Machine-checking Multi-Round Proofs of Shuffle: Terelius-Wikstrom and Bayer-Groth

Shuffles are used in electronic voting in much the same way physical ballot boxes are used in paper systems: (encrypted) ballots are input into the shuffle and (encrypted) ballots are output in a random order, thereby breaking the link between voter identities and ballots. To guarantee that no ballots are added, omitted or altered, zero-knowledge proofs, called proofs of shuffle, are used to provide publicly verifiable transcripts that prove that the outputs are a re-encrypted permutation of the inputs. The most prominent proofs of shuffle, in practice, are those due to Terelius and Wikstrom~(TW), and Bayer and Groth (BG). TW is simpler whereas BG is more efficient, both in terms of bandwidth and computation.
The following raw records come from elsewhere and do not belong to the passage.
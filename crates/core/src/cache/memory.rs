//! In-memory partition store.
//!
//! Nothing survives a restart. Used by tests and by `in_memory` deployments.
//! Failures can be injected per operation class to exercise the controller's
//! error policy.

use std::collections::HashMap;
use std::sync::Arc;
use std::sync::atomic::{AtomicBool, Ordering};

use async_trait::async_trait;
use tokio::sync::RwLock;

use super::hash::RequestKey;
use super::storage::{CacheStorage, EntrySummary};
use crate::Error;
use crate::http::Response;

#[derive(Debug, Clone)]
struct StoredEntry {
    key: RequestKey,
    response: Response,
    stored_at: String,
    seq: u64,
}

#[derive(Debug, Default)]
struct Partition {
    entries: HashMap<String, StoredEntry>,
}

#[derive(Debug, Default)]
struct Inner {
    /// Creation order is significant for `match_any`.
    partitions: Vec<(String, Partition)>,
    seq: u64,
}

impl Inner {
    fn partition(&self, name: &str) -> Option<&Partition> {
        self.partitions.iter().find(|(n, _)| n == name).map(|(_, p)| p)
    }

    fn partition_mut(&mut self, name: &str) -> Option<&mut Partition> {
        self.partitions.iter_mut().find(|(n, _)| n == name).map(|(_, p)| p)
    }
}

/// Partition store backed by a `HashMap` behind a tokio `RwLock`.
#[derive(Debug, Clone, Default)]
pub struct MemoryStorage {
    inner: Arc<RwLock<Inner>>,
    fail_writes: Arc<AtomicBool>,
    fail_deletes: Arc<AtomicBool>,
    fail_keys: Arc<AtomicBool>,
}

impl MemoryStorage {
    pub fn new() -> Self {
        Self::default()
    }

    /// Make every `put`/`put_all` fail, as under quota pressure.
    pub fn fail_writes(&self, fail: bool) {
        self.fail_writes.store(fail, Ordering::SeqCst);
    }

    /// Make every `delete` fail.
    pub fn fail_deletes(&self, fail: bool) {
        self.fail_deletes.store(fail, Ordering::SeqCst);
    }

    /// Make partition enumeration fail.
    pub fn fail_keys(&self, fail: bool) {
        self.fail_keys.store(fail, Ordering::SeqCst);
    }

    fn check_write(&self) -> Result<(), Error> {
        if self.fail_writes.load(Ordering::SeqCst) {
            return Err(Error::Storage("quota exceeded".into()));
        }
        Ok(())
    }
}

#[async_trait]
impl CacheStorage for MemoryStorage {
    async fn open(&self, name: &str) -> Result<(), Error> {
        let mut inner = self.inner.write().await;
        if inner.partition(name).is_none() {
            inner.partitions.push((name.to_string(), Partition::default()));
        }
        Ok(())
    }

    async fn has(&self, name: &str) -> Result<bool, Error> {
        Ok(self.inner.read().await.partition(name).is_some())
    }

    async fn keys(&self) -> Result<Vec<String>, Error> {
        if self.fail_keys.load(Ordering::SeqCst) {
            return Err(Error::Storage("partition enumeration unavailable".into()));
        }
        Ok(self
            .inner
            .read()
            .await
            .partitions
            .iter()
            .map(|(name, _)| name.clone())
            .collect())
    }

    async fn delete(&self, name: &str) -> Result<bool, Error> {
        if self.fail_deletes.load(Ordering::SeqCst) {
            return Err(Error::Storage(format!("cannot delete {name}")));
        }
        let mut inner = self.inner.write().await;
        let before = inner.partitions.len();
        inner.partitions.retain(|(n, _)| n != name);
        Ok(inner.partitions.len() != before)
    }

    async fn match_entry(&self, name: &str, key: &RequestKey) -> Result<Option<Response>, Error> {
        let inner = self.inner.read().await;
        Ok(inner
            .partition(name)
            .and_then(|p| p.entries.get(&key.hash))
            .map(|e| e.response.clone()))
    }

    async fn match_any(&self, key: &RequestKey) -> Result<Option<Response>, Error> {
        let inner = self.inner.read().await;
        Ok(inner
            .partitions
            .iter()
            .find_map(|(_, p)| p.entries.get(&key.hash))
            .map(|e| e.response.clone()))
    }

    async fn put(&self, name: &str, key: &RequestKey, response: &Response) -> Result<(), Error> {
        self.put_all(name, &[(key.clone(), response.clone())]).await
    }

    async fn put_all(&self, name: &str, entries: &[(RequestKey, Response)]) -> Result<(), Error> {
        self.check_write()?;
        let stored_at = chrono::Utc::now().to_rfc3339();
        let mut inner = self.inner.write().await;
        let mut seq = inner.seq;
        let partition = inner
            .partition_mut(name)
            .ok_or_else(|| Error::Storage(format!("no such partition: {name}")))?;
        for (key, response) in entries {
            seq += 1;
            partition.entries.insert(
                key.hash.clone(),
                StoredEntry { key: key.clone(), response: response.clone(), stored_at: stored_at.clone(), seq },
            );
        }
        inner.seq = seq;
        Ok(())
    }

    async fn entries(&self, name: &str) -> Result<Vec<EntrySummary>, Error> {
        let inner = self.inner.read().await;
        let mut entries: Vec<&StoredEntry> = inner
            .partition(name)
            .map(|p| p.entries.values().collect())
            .unwrap_or_default();
        entries.sort_by_key(|e| e.seq);
        Ok(entries
            .into_iter()
            .map(|e| EntrySummary {
                hash: e.key.hash.clone(),
                method: e.key.method.to_string(),
                url: e.key.url.clone(),
                status: e.response.status,
                stored_at: e.stored_at.clone(),
            })
            .collect())
    }
}

#[cfg(test)]
mod tests {
    use super::*;
    use url::Url;

    fn key(path: &str) -> RequestKey {
        RequestKey::get(&Url::parse("https://legallyup.test").unwrap().join(path).unwrap())
    }

    #[tokio::test]
    async fn test_put_into_open_partition() {
        let storage = MemoryStorage::new();
        storage.open("legallyup-api-v1").await.unwrap();
        storage
            .put("legallyup-api-v1", &key("/api/widgets"), &Response::new(200, "[]"))
            .await
            .unwrap();

        assert_eq!(storage.entries("legallyup-api-v1").await.unwrap().len(), 1);
    }

    #[tokio::test]
    async fn test_put_does_not_recreate_deleted_partition() {
        let storage = MemoryStorage::new();
        storage.open("legallyup-api-v1").await.unwrap();
        storage.delete("legallyup-api-v1").await.unwrap();

        let result = storage.put("legallyup-api-v1", &key("/api/widgets"), &Response::new(200, "[]")).await;

        assert!(matches!(result, Err(Error::Storage(_))));
        assert!(storage.keys().await.unwrap().is_empty());
    }

    #[tokio::test]
    async fn test_match_any_creation_order() {
        let storage = MemoryStorage::new();
        storage.open("first").await.unwrap();
        storage.open("second").await.unwrap();
        storage.put("second", &key("/"), &Response::new(200, "second")).await.unwrap();
        storage.put("first", &key("/"), &Response::new(200, "first")).await.unwrap();

        let hit = storage.match_any(&key("/")).await.unwrap().unwrap();
        assert_eq!(hit.body, b"first");
    }

    #[tokio::test]
    async fn test_injected_write_failure() {
        let storage = MemoryStorage::new();
        storage.open("legallyup-api-v1").await.unwrap();
        storage.fail_writes(true);

        let result = storage.put("legallyup-api-v1", &key("/api/x"), &Response::new(200, "")).await;
        assert!(matches!(result, Err(Error::Storage(_))));
        assert!(storage.entries("legallyup-api-v1").await.unwrap().is_empty());
    }

    #[tokio::test]
    async fn test_delete_reports_existence() {
        let storage = MemoryStorage::new();
        storage.open("legallyup-v1").await.unwrap();

        assert!(storage.delete("legallyup-v1").await.unwrap());
        assert!(!storage.delete("legallyup-v1").await.unwrap());
        assert!(storage.keys().await.unwrap().is_empty());
    }

    #[tokio::test]
    async fn test_entries_in_write_order() {
        let storage = MemoryStorage::new();
        storage.open("s").await.unwrap();
        storage.put("s", &key("/b"), &Response::new(200, "")).await.unwrap();
        storage.put("s", &key("/a"), &Response::new(200, "")).await.unwrap();

        let urls: Vec<String> = storage.entries("s").await.unwrap().into_iter().map(|e| e.url).collect();
        assert_eq!(urls, vec!["https://legallyup.test/b", "https://legallyup.test/a"]);
    }
}
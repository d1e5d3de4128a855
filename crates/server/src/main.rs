//! legallyup-sw server entry point.
//!
//! Boots the offline cache controller behind an MCP server on stdio transport.
//! Logging goes to stderr to avoid interfering with the JSON-RPC protocol on stdout.

use std::sync::Arc;

use anyhow::Result;
use legallyup_client::{HttpNetwork, NetworkConfig};
use legallyup_core::{AppConfig, CacheDb, CacheStorage, MemoryStorage, Network};
use rmcp::service::serve_server;
use rmcp::transport::io::stdio;
use tracing_subscriber::EnvFilter;

mod handler;
mod state;
mod tools;

#[tokio::main]
async fn main() -> Result<()> {
    tracing_subscriber::fmt()
        .with_env_filter(EnvFilter::from_default_env())
        .with_writer(std::io::stderr)
        .json()
        .init();

    let config = AppConfig::load()?;

    let storage: Arc<dyn CacheStorage> = if config.in_memory {
        Arc::new(MemoryStorage::new())
    } else {
        Arc::new(CacheDb::open(&config.db_path).await?)
    };
    let network: Arc<dyn Network> = Arc::new(HttpNetwork::new(NetworkConfig::from_app(&config))?);

    let state = state::SwState::new(config, storage, network).await?;

    match state.register(None, None).await {
        Ok(outcome) => tracing::info!(version = %outcome.version, stored = outcome.install.stored, "controller registered"),
        Err(e) => tracing::warn!(error = %e, "initial registration failed; pages stay uncontrolled until sw_register"),
    }

    tracing::info!(origin = %state.origin, "Starting legallyup-sw server on stdio transport");

    let handler = handler::SwServer::new(Arc::new(state));
    let transport = stdio();
    let server = serve_server(handler, transport).await?;

    server.waiting().await?;

    Ok(())
}
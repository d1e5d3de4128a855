//! Configuration validation rules.
//!
//! This module provides validation logic for `AppConfig` values
//! after they have been loaded from environment, files, or defaults.

use crate::config::AppConfig;
use thiserror::Error;

/// Configuration validation errors.
#[derive(Debug, Error)]
pub enum ConfigError {
    #[error("failed to load configuration: {0}")]
    LoadFailed(String),

    #[error("invalid configuration: {field} - {reason}")]
    Invalid { field: String, reason: String },
}

fn check_name_part(field: &str, value: &str) -> Result<(), ConfigError> {
    if value.is_empty() {
        return Err(ConfigError::Invalid { field: field.into(), reason: "must not be empty".into() });
    }
    if value.chars().any(char::is_whitespace) {
        return Err(ConfigError::Invalid { field: field.into(), reason: "must not contain whitespace".into() });
    }
    Ok(())
}

fn check_range(field: &str, value: u64, min: u64, max: u64) -> Result<(), ConfigError> {
    if (min..=max).contains(&value) {
        return Ok(());
    }
    Err(ConfigError::Invalid { field: field.into(), reason: format!("{value} is outside {min}..={max}") })
}

impl AppConfig {
    /// Validate configuration values after loading.
    ///
    /// # Errors
    ///
    /// Returns `ConfigError::Invalid` if:
    /// - `cache_prefix` or `cache_version` is empty or contains whitespace
    /// - `origin` is not an http(s) URL
    /// - `static_assets` is empty or has a path not starting with `/`
    /// - `max_bytes` is outside 1 byte..=50MB
    /// - `timeout_ms` is outside 100ms..=5 minutes
    /// - `user_agent` is blank
    pub fn validate(&self) -> Result<(), ConfigError> {
        check_name_part("cache_prefix", &self.cache_prefix)?;
        check_name_part("cache_version", &self.cache_version)?;

        self.origin_url()?;

        if self.static_assets.is_empty() {
            return Err(ConfigError::Invalid {
                field: "static_assets".into(),
                reason: "must list at least the root document".into(),
            });
        }
        if let Some(bad) = self.static_assets.iter().find(|p| !p.starts_with('/')) {
            return Err(ConfigError::Invalid {
                field: "static_assets".into(),
                reason: format!("path must start with '/': {bad}"),
            });
        }
        if !self.static_assets.iter().any(|p| p == "/") {
            tracing::warn!("static_assets has no root document; offline navigation fallback will miss");
        }

        check_range("max_bytes", self.max_bytes as u64, 1, 50 * 1024 * 1024)?;
        check_range("timeout_ms", self.timeout_ms, 100, 300_000)?;

        if self.user_agent.trim().is_empty() {
            return Err(ConfigError::Invalid { field: "user_agent".into(), reason: "must be set".into() });
        }

        Ok(())
    }
}

#[cfg(test)]
mod tests {
    use super::*;

    #[test]
    fn test_validate_default_config() {
        let config = AppConfig::default();
        assert!(config.validate().is_ok());
    }

    #[test]
    fn test_validate_empty_version() {
        let config = AppConfig { cache_version: String::new(), ..Default::default() };
        let result = config.validate();
        assert!(matches!(result, Err(ConfigError::Invalid { field, .. }) if field == "cache_version"));
    }

    #[test]
    fn test_validate_prefix_whitespace() {
        let config = AppConfig { cache_prefix: "legally up".into(), ..Default::default() };
        let result = config.validate();
        assert!(matches!(result, Err(ConfigError::Invalid { field, .. }) if field == "cache_prefix"));
    }

    #[test]
    fn test_validate_bad_origin() {
        let config = AppConfig { origin: "not a url".into(), ..Default::default() };
        let result = config.validate();
        assert!(matches!(result, Err(ConfigError::Invalid { field, .. }) if field == "origin"));
    }

    #[test]
    fn test_validate_empty_manifest() {
        let config = AppConfig { static_assets: Vec::new(), ..Default::default() };
        let result = config.validate();
        assert!(matches!(result, Err(ConfigError::Invalid { field, .. }) if field == "static_assets"));
    }

    #[test]
    fn test_validate_relative_manifest_path() {
        let config = AppConfig { static_assets: vec!["/".into(), "favicon.ico".into()], ..Default::default() };
        let result = config.validate();
        assert!(matches!(result, Err(ConfigError::Invalid { field, .. }) if field == "static_assets"));
    }

    #[test]
    fn test_validate_max_bytes_zero() {
        let config = AppConfig { max_bytes: 0, ..Default::default() };
        let result = config.validate();
        assert!(matches!(result, Err(ConfigError::Invalid { field, .. }) if field == "max_bytes"));
    }

    #[test]
    fn test_validate_timeout_too_small() {
        let config = AppConfig { timeout_ms: 50, ..Default::default() };
        let result = config.validate();
        assert!(matches!(result, Err(ConfigError::Invalid { field, .. }) if field == "timeout_ms"));
    }

    #[test]
    fn test_validate_empty_user_agent() {
        let config = AppConfig { user_agent: String::new(), ..Default::default() };
        let result = config.validate();
        assert!(matches!(result, Err(ConfigError::Invalid { field, .. }) if field == "user_agent"));
    }

    #[test]
    fn test_validate_range_bounds_inclusive() {
        let low = AppConfig { max_bytes: 1, timeout_ms: 100, ..Default::default() };
        assert!(low.validate().is_ok());
        let high = AppConfig { max_bytes: 50 * 1024 * 1024, timeout_ms: 300_000, ..Default::default() };
        assert!(high.validate().is_ok());
        let over = AppConfig { timeout_ms: 300_001, ..Default::default() };
        assert!(over.validate().is_err());
    }
}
Security for the simpler (TW) proof of shuffle has already been machine-checked but several prominent vendors insist on using the more complicated BG proof of shuffle. Here, we machine-check the security of the Bayer-Groth proof of shuffle via the Coq proof-assistant. We then extract the verifier (software) required to check the transcripts produced by Bayer-Groth implementations and use it to check transcripts from the Swiss Post evoting system under development for national elections in Switzerland.